Les taux d'incidence concernant le VIH-SIDA sont aussi plus élevés. En Guyane, le taux de séropositivité est de 112 pour 100.000 habitants, contre 11 en métropole (hors Île-de-France). 
Les femmes en âge de procréer sont deux à trois fois plus exposées à un risque fatal lors de l'accouchement, et les plus jeunes sont confrontées à "un nombre nettement plus élevé de grossesses précoces non désirées".
La CNCDH fustige "l'organisation des systèmes de santé", très variable selon les territoires. Si les Antilles et la Réunion sont dans une "dynamique de convergence" avec l’Hexagone, la Guyane et Mayotte accusent "des retards très importants".
 

- Déficit de spécialistes -

 
En cause, "l’isolement" qui complique "l’accès aux soins et la réponse aux urgences, alors que l’évacuation des malades est fréquemment imposée". Les populations autochtones de l’intérieur de la Guyane sont ainsi particulièrement exposées aux risques sanitaires, fautes de structures.

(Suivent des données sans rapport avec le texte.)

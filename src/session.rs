use async_trait::async_trait;
use axum::{
    extract::{FromRequestParts, Request},
    http::request::Parts,
    middleware::Next,
    response::{IntoResponse, Response},
};
use axum_extra::extract::cookie::{Cookie, PrivateCookieJar, SameSite};
use tracing::debug;
use uuid::Uuid;

use crate::error::AppError;

pub const SESSION_COOKIE: &str = "wayfarer_session";

/// The browsing session a request belongs to. Put in place by [`ensure_session`].
#[derive(Debug, Clone, PartialEq, Eq)]
pub struct SessionId(pub String);

impl SessionId {
    pub fn as_str(&self) -> &str {
        &self.0
    }
}

#[async_trait]
impl<S> FromRequestParts<S> for SessionId
where
    S: Send + Sync,
{
    type Rejection = AppError;

    async fn from_request_parts(parts: &mut Parts, _state: &S) -> Result<Self, Self::Rejection> {
        parts
            .extensions
            .get::<SessionId>()
            .cloned()
            .ok_or_else(|| AppError::Other(anyhow::anyhow!("session middleware is not installed")))
    }
}

fn session_cookie(id: String) -> Cookie<'static> {
    Cookie::build((SESSION_COOKIE, id))
        .path("/")
        .http_only(true)
        .same_site(SameSite::Lax)
        .build()
}

/// Reads the encrypted session cookie, issuing a fresh session when it is
/// missing or unreadable.
pub async fn ensure_session(jar: PrivateCookieJar, mut request: Request, next: Next) -> Response {
    let existing = jar
        .get(SESSION_COOKIE)
        .map(|cookie| cookie.value().to_string())
        .filter(|value| Uuid::parse_str(value).is_ok());

    let (jar, id) = match existing {
        Some(id) => (jar, id),
        None => {
            let id = Uuid::new_v4().to_string();
            debug!("starting browsing session {id}");
            (jar.add(session_cookie(id.clone())), id)
        }
    };

    request.extensions_mut().insert(SessionId(id));
    let response = next.run(request).await;
    (jar, response).into_response()
}
pub mod config;
pub mod db;
pub mod duration;
pub mod error;
pub mod models;
pub mod money;
pub mod routes;
pub mod services;
pub mod session;
pub mod state;
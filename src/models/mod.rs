pub mod booking;
pub mod cart;
pub mod destination;
pub mod flow;
pub mod itinerary;
pub mod session;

"Les barrières financières sont aussi des obstacles", avec pour conséquence "le renoncement aux soins face au coût des transports, aux contraintes administratives trop lourdes et au manque d’accompagnement social", note la CNCDH.
A cela s'ajoute des professionnels de santé inégalement répartis. En 2012, quelque 7.000 médecins exerçaient dans les territoires. La Guyane avait 71 praticiens actifs pour 100.000 habitants et Mayotte 18, contre 180 pour La Réunion, seule à approcher la moyenne nationale (201). 
Le déficit de spécialistes "entrave le dépistage de certaines pathologies et leur prise en charge dans un délai favorable", notamment "en gynécologie obstétrique, en santé mentale et pour la prise en charge de certains cancers", note-t-elle. 
Et faute de médecine libérale, "l'hospitalo-centrisme" est "renforcé avec de grands ensembles hospitaliers souffrant de sous-dimensionnement (par rapport au territoire concerné,NDLR), de sous-effectif et trop souvent de gestion hasardeuse", notamment en Guyane et à Mayotte, où des mouvements sociaux ont dénoncé des situations d'engorgement.
La CNCDH salue la mise en place par le gouvernement de la "stratégie santé Outre-mer 2016-2020", visant à prendre en compte les particularités de l'Outre-mer, avec "des  solutions pertinentes, qu'il s'agisse de la formation des professionnels, de l'allocation des ressources aux établissements ultramarins ou de conditions d'installations en maisons médicales peu pratiquées en métropole".
Elle préconise notamment de "prendre des initiatives innovantes visant à aider l'installation de professionnels", "de renforcer la prévention", de créer des "centres de soins délocalisés" là où il y a pénurie de médecins, comme à Mayotte et en Guyane, et de développer la télémédecine.
Elle recommande aussi "une évaluation des besoins dans le domaine de la psychiatrie et de la santé mentale", et "le renforcement de l’aide à l’acquisition des droits aux populations les plus vulnérables".